For purchase mandates to work along with guaranteed issue, health plans must first be made affordable. Where plans were priced two years ago, they were just within financial reach of an estimated 20 percent, according to the Urban Institute, of the 47 million uninsured Americans. Affordability to businesses is another question. With employer-sponsored coverage eroding faster than an Arctic glacier, an aggressive employer-mandate is all but out of the question.

But what does affordable mean in states such as Washington, where insurers last year used guaranteed issue to justify huge rate increases? In a year that some individual rates rose by more than 40 percent, Washington insurers amassed a record $1.4 billion surplus. Lawmakers responded in March with a bill restoring the state’s authority to regulate individual rates, in effect opening the door to price controls, but they did not impose a mandate.

“People felt they had been really misled by the insurance companies,” said Washington State Sen. Karen Keiser. “They increased premiums by such a startling amount that it gave us much better traction.”

Keiser isn’t convinced that Washington’s law requiring insurers to reject less than 8 percent of individual applicants has caused health care turmoil in her state. “I’m not persuaded,” she said. “These premium increases are not limited to our state alone.”

“It’s getting worse,” said Ron Denison, an Oregon and Washington insurance agent for 20 years. “It’s not getting any better.” In Oregon, rates are slightly better, but Denison has seen the levels of individual rejections rise through the roof, now up to roughly 30 percent of all applicants.

“If you’re on high blood pressure medicine or depression medicine, they’ll reject you for insurance,” Denison said. “If you have asthma, even if you take an inhaler, they’ll reject. You could have had knee surgery four years ago and not have a thing wrong with your knee since then, and they’ll reject you still.”

In 2006, Massachusetts became the first and only state to impose an individual health insurance mandate. It came with an employer mandate, government subsidies and other cost-saving measures. Even though they made a few mistakes, Nichols said more attention should be paid on what Massachusetts got right. “They got all the big things right,” he said, “starting with agreeing to cover everyone.”

While the presidential candidates debated over the winter, California state lawmakers struggled with Gov. Arnold Schwarzenegger over the same issue. The Democrat-led legislature stood firm and passed a bill with guaranteed issue and an employer mandate, among other reforms, but absent what Schwarzenegger insisted: an individual mandate. So the governor vetoed.

Insurers by and large prefer “high-risk pools” to guaranteed issue, administered in a majority of states, where those rejected for coverage are guaranteed access to an alternative plan often managed by the state and administered by private insurers.
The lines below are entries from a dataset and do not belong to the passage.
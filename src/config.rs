use crate::error::ConfigError;
use serde::{Deserialize, Serialize};
use std::path::Path;

#[derive(Debug, Clone, PartialEq, Serialize, Deserialize)]
#[serde(default)]
pub struct ScannerConfig {
    pub alpha_risk: f64,
    pub base_slippage: f64,
    pub slippage_per_volatility: f64,
    /// Effective daily volume is capped at `trade_limit * volume_cap_hours`.
    pub volume_cap_hours: f64,
    pub weight_margin: f64,
    pub weight_volume: f64,
    pub weight_risk: f64,
    pub min_potential: f64,
    pub max_volatility: f64,
    pub top_n: usize,
    pub persist_debounce_ms: u64,
    pub persist_max_wait_ms: u64,
}

impl Default for ScannerConfig {
    fn default() -> Self {
        ScannerConfig {
            alpha_risk: 1.0,
            base_slippage: 0.05,
            slippage_per_volatility: 0.1,
            volume_cap_hours: 24.0,
            weight_margin: 1.0,
            weight_volume: 0.8,
            weight_risk: 2.0,
            min_potential: 0.0,
            max_volatility: 100.0,
            top_n: 50,
            persist_debounce_ms: 5_000,
            persist_max_wait_ms: 30_000,
        }
    }
}

impl ScannerConfig {
    pub fn from_json_str(json: &str) -> Result<Self, ConfigError> {
        let config: ScannerConfig = serde_json::from_str(json)?;
        config.validate()?;
        Ok(config)
    }

    pub fn load(path: impl AsRef<Path>) -> Result<Self, ConfigError> {
        let raw = std::fs::read_to_string(path)?;
        Self::from_json_str(&raw)
    }

    pub fn validate(&self) -> Result<(), ConfigError> {
        let finite = [
            ("alpha_risk", self.alpha_risk),
            ("base_slippage", self.base_slippage),
            ("slippage_per_volatility", self.slippage_per_volatility),
            ("volume_cap_hours", self.volume_cap_hours),
            ("weight_margin", self.weight_margin),
            ("weight_volume", self.weight_volume),
            ("weight_risk", self.weight_risk),
            ("min_potential", self.min_potential),
            ("max_volatility", self.max_volatility),
        ];
        for (field, value) in finite {
            if !value.is_finite() {
                return Err(invalid(field, format!("{value} is not finite")));
            }
        }

        if self.alpha_risk < 0.0 {
            return Err(invalid("alpha_risk", "must be >= 0".into()));
        }
        if !(0.0..=1.0).contains(&self.base_slippage) {
            return Err(invalid("base_slippage", "must be within [0, 1]".into()));
        }
        if self.slippage_per_volatility < 0.0 {
            return Err(invalid("slippage_per_volatility", "must be >= 0".into()));
        }
        if self.volume_cap_hours <= 0.0 {
            return Err(invalid("volume_cap_hours", "must be > 0".into()));
        }
        if self.top_n == 0 {
            return Err(invalid("top_n", "must be > 0".into()));
        }
        Ok(())
    }
}

fn invalid(field: &'static str, reason: String) -> ConfigError {
    ConfigError::Invalid { field, reason }
}
use serde::{Deserialize, Deserializer, Serialize};
use std::collections::BTreeMap;

pub type ItemId = u32;

#[derive(Debug, Clone, Default, PartialEq, Serialize, Deserialize)]
pub struct ItemMapping {
    pub id: ItemId,
    pub name: String,
    #[serde(default)]
    pub examine: String,
    #[serde(default)]
    pub members: bool,
    #[serde(default)]
    pub lowalch: Option<u64>,
    #[serde(default)]
    pub highalch: Option<u64>,
    #[serde(default)]
    pub limit: Option<u32>,
    #[serde(default)]
    pub value: u64,
    #[serde(default)]
    pub icon: String,
}

impl ItemMapping {
    /// Per-4-hour buy limit, 0 when the catalog doesn't know it.
    pub fn trade_limit(&self) -> f64 {
        self.limit.unwrap_or(0) as f64
    }
}

/// Latest observed instant-buy/instant-sell prices. A side of 0 means no data.
#[derive(Debug, Clone, Copy, Default, PartialEq, Serialize, Deserialize)]
#[serde(rename_all = "camelCase")]
pub struct Quote {
    #[serde(default, deserialize_with = "null_as_zero")]
    pub high: f64,
    #[serde(default, deserialize_with = "null_as_zero_i64")]
    pub high_time: i64,
    #[serde(default, deserialize_with = "null_as_zero")]
    pub low: f64,
    #[serde(default, deserialize_with = "null_as_zero_i64")]
    pub low_time: i64,
}

impl Quote {
    pub fn new(high: f64, low: f64) -> Self {
        Quote {
            high,
            low,
            ..Default::default()
        }
    }

    pub fn is_finite(&self) -> bool {
        self.high.is_finite() && self.low.is_finite()
    }

    pub fn mid(&self) -> Option<f64> {
        if self.is_finite() && self.high > 0.0 && self.low > 0.0 {
            Some((self.high + self.low) / 2.0)
        } else {
            None
        }
    }
}

#[derive(Debug, Clone, Copy, Default, PartialEq, Serialize, Deserialize)]
pub struct Volume24h {
    #[serde(default, alias = "highPriceVolume", deserialize_with = "null_as_zero")]
    pub high_volume: f64,
    #[serde(default, alias = "lowPriceVolume", deserialize_with = "null_as_zero")]
    pub low_volume: f64,
}

impl Volume24h {
    pub fn total(&self) -> f64 {
        non_negative(self.high_volume) + non_negative(self.low_volume)
    }
}

fn non_negative(value: f64) -> f64 {
    if value.is_finite() && value > 0.0 {
        value
    } else {
        0.0
    }
}

#[derive(Debug, Clone, Default, PartialEq, Serialize, Deserialize)]
pub struct Snapshot {
    pub taken_at: i64,
    pub quotes: BTreeMap<ItemId, Quote>,
}

impl Snapshot {
    pub fn new(taken_at: i64, quotes: BTreeMap<ItemId, Quote>) -> Self {
        Snapshot { taken_at, quotes }
    }

    pub fn mids(&self) -> impl Iterator<Item = (ItemId, f64)> + '_ {
        self.quotes
            .iter()
            .filter_map(|(id, q)| q.mid().map(|m| (*id, m)))
    }
}

#[derive(Debug, Clone, Copy, Default, PartialEq, Serialize)]
pub struct Metrics {
    pub tax: f64,
    pub gross_margin: f64,
    pub net_margin: f64,
    pub roi: f64,
    pub volatility_score: f64,
    pub slippage: f64,
    pub effective_net_margin: f64,
    pub volume_24h: f64,
    pub effective_volume: f64,
    pub potential_profit: f64,
    pub profit_per_hour: f64,
}

#[derive(Debug, Clone, Copy, PartialEq, Eq, Serialize)]
pub enum Tier {
    Diamond,
    Gold,
    Green,
    Normal,
    NoMargin,
}

impl Tier {
    pub fn label(&self) -> &'static str {
        match self {
            Tier::Diamond => "DIAMOND",
            Tier::Gold => "GOLD",
            Tier::Green => "GREEN",
            Tier::Normal => "NORMAL",
            Tier::NoMargin => "NONE",
        }
    }
}

#[derive(Debug, Clone, Copy, Default, PartialEq, Serialize)]
pub struct AggregateSummary {
    pub count: u64,
    pub mean: f64,
    pub std_dev: f64,
    pub volatility: f64,
}

#[derive(Debug, Clone, PartialEq, Serialize)]
pub struct EnrichedItem {
    pub item: ItemMapping,
    pub quote: Quote,
    pub metrics: Metrics,
    pub historical_volatility: f64,
    pub risk_score: f64,
    pub risk_adjusted_profit: f64,
    pub rank_score: f64,
    pub tier: Tier,
}

fn null_as_zero<'de, D: Deserializer<'de>>(d: D) -> Result<f64, D::Error> {
    Ok(Option::<f64>::deserialize(d)?.unwrap_or(0.0))
}

fn null_as_zero_i64<'de, D: Deserializer<'de>>(d: D) -> Result<i64, D::Error> {
    Ok(Option::<i64>::deserialize(d)?.unwrap_or(0))
}
use crate::config::ScannerConfig;
use crate::flips::compute_metrics;
use crate::model::{ItemId, ItemMapping, Quote, Volume24h};
use serde::Serialize;
use std::collections::HashMap;

const DEFAULT_LIMIT: f64 = 1_000.0;
const PICKS: usize = 6;
const ALTERNATES: usize = 3;

/// Parses "1.5M", "250k", "2,000,000" or "3b" into gp. Malformed input is 0.
pub fn parse_capital(input: &str) -> f64 {
    let clean = input.trim().replace(',', "").to_uppercase();
    let (digits, multiplier) = match clean.chars().last() {
        Some('K') => (&clean[..clean.len() - 1], 1_000.0),
        Some('M') => (&clean[..clean.len() - 1], 1_000_000.0),
        Some('B') => (&clean[..clean.len() - 1], 1_000_000_000.0),
        _ => (clean.as_str(), 1.0),
    };
    if digits.is_empty() || !digits.chars().all(|c| c.is_ascii_digit() || c == '.') {
        return 0.0;
    }
    match digits.parse::<f64>() {
        Ok(n) if n.is_finite() => n * multiplier,
        _ => 0.0,
    }
}

#[derive(Debug, Clone, Copy, PartialEq, Eq)]
pub enum RiskAppetite {
    Low,
    Moderate,
    High,
}

impl RiskAppetite {
    /// Largest relative spread an item may show and still be recommended.
    fn max_spread(&self) -> f64 {
        match self {
            RiskAppetite::Low => 0.03,
            RiskAppetite::Moderate => 0.08,
            RiskAppetite::High => 0.15,
        }
    }
}

#[derive(Debug, Clone, Copy, PartialEq, Eq)]
pub enum Horizon {
    TwoHours,
    Overnight,
    Long,
}

impl Horizon {
    fn multiplier(&self) -> f64 {
        match self {
            Horizon::TwoHours => 1.0,
            Horizon::Overnight => 0.6,
            Horizon::Long => 0.3,
        }
    }
}

#[derive(Debug, Clone, Copy, PartialEq, Eq)]
pub enum Focus {
    All,
    Gear,
    Rares,
}

impl Focus {
    fn accepts(&self, item: &ItemMapping) -> bool {
        match self {
            Focus::All => true,
            Focus::Gear => {
                let examine = item.examine.to_lowercase();
                examine.contains("armour") || examine.contains("weapon")
            }
            Focus::Rares => item.value >= 1_000_000,
        }
    }
}

#[derive(Debug, Clone, Copy, PartialEq, Eq)]
pub struct BuddyPrefs {
    pub risk: RiskAppetite,
    pub horizon: Horizon,
    pub focus: Focus,
}

#[derive(Debug, Clone, Copy, PartialEq, Eq, Serialize)]
pub enum VolatilityClass {
    Stable,
    Moderate,
    Volatile,
}

#[derive(Debug, Clone, PartialEq, Serialize)]
pub struct Recommendation {
    pub id: ItemId,
    pub name: String,
    pub buy_price: f64,
    pub sell_price: f64,
    pub profit_per_item: f64,
    pub liquidity_rating: u8,
    pub profit_hr: f64,
    pub vol_class: VolatilityClass,
    pub note: &'static str,
}

#[derive(Debug, Clone, PartialEq, Serialize)]
pub struct BuddyResponse {
    pub summary: String,
    pub items: Vec<Recommendation>,
    pub alternates: Vec<Recommendation>,
    pub wildcard: Option<Recommendation>,
}

fn recommend_one(
    item: &ItemMapping,
    quote: &Quote,
    volume: &Volume24h,
    prefs: &BuddyPrefs,
    config: &ScannerConfig,
) -> Recommendation {
    let metrics = compute_metrics(item, quote, Some(volume), config);
    let v24 = volume.total();

    let liquidity_rating = (v24 / 5_000.0).ceil().clamp(1.0, 5.0) as u8;
    let limit = item.limit.map(f64::from).filter(|l| *l > 0.0).unwrap_or(DEFAULT_LIMIT);
    let turnover = (v24 / limit).min(1.0);
    let profit_hr = metrics.net_margin * turnover * 10.0 * prefs.horizon.multiplier();

    let spread = relative_spread(quote);
    let vol_class = if spread < 0.02 {
        VolatilityClass::Stable
    } else if spread < 0.05 {
        VolatilityClass::Moderate
    } else {
        VolatilityClass::Volatile
    };

    let note = if liquidity_rating < 2 {
        "LOW_LIQUIDITY_WARNING"
    } else if vol_class == VolatilityClass::Volatile {
        "STOP_LOSS_ADVISED"
    } else {
        "LOCKED_IN"
    };

    Recommendation {
        id: item.id,
        name: item.name.clone(),
        buy_price: quote.low,
        sell_price: quote.high,
        profit_per_item: metrics.net_margin,
        liquidity_rating,
        profit_hr,
        vol_class,
        note,
    }
}

fn relative_spread(quote: &Quote) -> f64 {
    quote
        .mid()
        .map(|mid| (quote.high - quote.low) / mid)
        .unwrap_or(0.0)
}

pub fn recommend(
    capital: f64,
    prefs: &BuddyPrefs,
    catalog: &[ItemMapping],
    quotes: &HashMap<ItemId, Quote>,
    volumes: &HashMap<ItemId, Volume24h>,
    config: &ScannerConfig,
) -> BuddyResponse {
    let mut candidates: Vec<Recommendation> = catalog
        .iter()
        .filter(|item| prefs.focus.accepts(item))
        .filter_map(|item| {
            let quote = quotes.get(&item.id)?;
            let volume = volumes.get(&item.id)?;
            quote.mid()?;
            if quote.low > capital || relative_spread(quote) > prefs.risk.max_spread() {
                return None;
            }
            Some(recommend_one(item, quote, volume, prefs, config))
        })
        .collect();

    candidates.sort_by(|a, b| b.profit_hr.total_cmp(&a.profit_hr).then_with(|| a.id.cmp(&b.id)));

    let wildcard = candidates
        .iter()
        .find(|r| r.vol_class == VolatilityClass::Volatile)
        .or_else(|| candidates.last())
        .cloned();

    let summary = format!(
        "Capital {:.0} gp | risk {:?} | horizon {:?} | focus {:?} | {} candidates",
        capital,
        prefs.risk,
        prefs.horizon,
        prefs.focus,
        candidates.len()
    );

    let alternates = candidates.iter().skip(PICKS).take(ALTERNATES).cloned().collect();
    candidates.truncate(PICKS);

    BuddyResponse {
        summary,
        items: candidates,
        alternates,
        wildcard,
    }
}

#[cfg(test)]
mod tests {
    use super::*;

    #[test]
    fn parses_capital_suffixes() {
        assert_eq!(parse_capital("1.5M"), 1_500_000.0);
        assert_eq!(parse_capital("250k"), 250_000.0);
        assert_eq!(parse_capital(" 2,000,000 "), 2_000_000.0);
        assert_eq!(parse_capital("3b"), 3_000_000_000.0);
        assert_eq!(parse_capital("12"), 12.0);
    }

    #[test]
    fn malformed_capital_is_zero() {
        assert_eq!(parse_capital(""), 0.0);
        assert_eq!(parse_capital("M"), 0.0);
        assert_eq!(parse_capital("lots"), 0.0);
        assert_eq!(parse_capital("-5M"), 0.0);
        assert_eq!(parse_capital("1.2.3"), 0.0);
    }

    fn item(id: ItemId, limit: u32, examine: &str, value: u64) -> ItemMapping {
        ItemMapping {
            id,
            name: format!("item-{id}"),
            examine: examine.into(),
            limit: Some(limit),
            value,
            ..Default::default()
        }
    }

    fn vol(total: f64) -> Volume24h {
        Volume24h {
            high_volume: total / 2.0,
            low_volume: total / 2.0,
        }
    }

    fn market() -> (Vec<ItemMapping>, HashMap<ItemId, Quote>, HashMap<ItemId, Volume24h>) {
        let catalog = vec![
            item(1, 100, "A sturdy weapon.", 50_000),
            item(2, 100, "Rune armour.", 2_000_000),
            item(3, 100, "Some herbs.", 100),
            item(4, 100, "An expensive trinket.", 5_000_000),
        ];
        let mut quotes = HashMap::new();
        quotes.insert(1, Quote::new(10_300.0, 10_000.0));
        quotes.insert(2, Quote::new(10_200.0, 10_000.0));
        quotes.insert(3, Quote::new(1_140.0, 1_000.0));
        quotes.insert(4, Quote::new(9_000_000.0, 8_800_000.0));
        let volumes = (1..=4).map(|id| (id, vol(12_000.0))).collect();
        (catalog, quotes, volumes)
    }

    #[test]
    fn picks_sorted_by_profit_per_hour() {
        let (catalog, quotes, volumes) = market();
        let prefs = BuddyPrefs {
            risk: RiskAppetite::High,
            horizon: Horizon::TwoHours,
            focus: Focus::All,
        };
        let out = recommend(1_000_000.0, &prefs, &catalog, &quotes, &volumes, &ScannerConfig::default());
        // Item 4 is beyond the budget.
        let ids: Vec<ItemId> = out.items.iter().map(|r| r.id).collect();
        assert_eq!(ids, vec![1, 3, 2]);
        assert_eq!(out.items[0].liquidity_rating, 3);
        assert_eq!(out.wildcard.as_ref().map(|r| r.id), Some(3));
        assert!(out.alternates.is_empty());
    }

    #[test]
    fn low_risk_and_focus_filters() {
        let (catalog, quotes, volumes) = market();
        let prefs = BuddyPrefs {
            risk: RiskAppetite::Low,
            horizon: Horizon::Overnight,
            focus: Focus::Gear,
        };
        let out = recommend(1e12, &prefs, &catalog, &quotes, &volumes, &ScannerConfig::default());
        let ids: Vec<ItemId> = out.items.iter().map(|r| r.id).collect();
        assert_eq!(ids, vec![1, 2]);
        assert!(out.items.iter().all(|r| r.vol_class != VolatilityClass::Volatile));

        let rares = BuddyPrefs {
            focus: Focus::Rares,
            ..prefs
        };
        let out = recommend(1e12, &rares, &catalog, &quotes, &volumes, &ScannerConfig::default());
        let ids: Vec<ItemId> = out.items.iter().map(|r| r.id).collect();
        assert_eq!(ids, vec![4, 2]);
    }

    #[test]
    fn empty_market_has_no_wildcard() {
        let prefs = BuddyPrefs {
            risk: RiskAppetite::Moderate,
            horizon: Horizon::Long,
            focus: Focus::All,
        };
        let out = recommend(1e9, &prefs, &[], &HashMap::new(), &HashMap::new(), &ScannerConfig::default());
        assert!(out.items.is_empty());
        assert!(out.wildcard.is_none());
    }
}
But the plans are expensive; and they have done little to stem the rising costs of health insurance. California’s high-risk pool, known as the Major Risk Medical Insurance Program, covers just 8,100 people, failing to take even a chip out of the state’s 6.6 million uninsured.

So what’s the solution? In the simplest terms, Nichols and other reformers say, we must buy smarter by instituting incentives that emphasize prevention and medical treatments with the highest value.

“We won’t say ‘no,’ to providing care,” Nichols said. “We will just make the co-pay higher. We have to stop collectively financing low-value care. I don’t think that’s rationing. Rationing is denying known efficacious care. We ration today by income. Being rational doesn’t mean rationing. At the same time, we have to work really hard at earning trust.”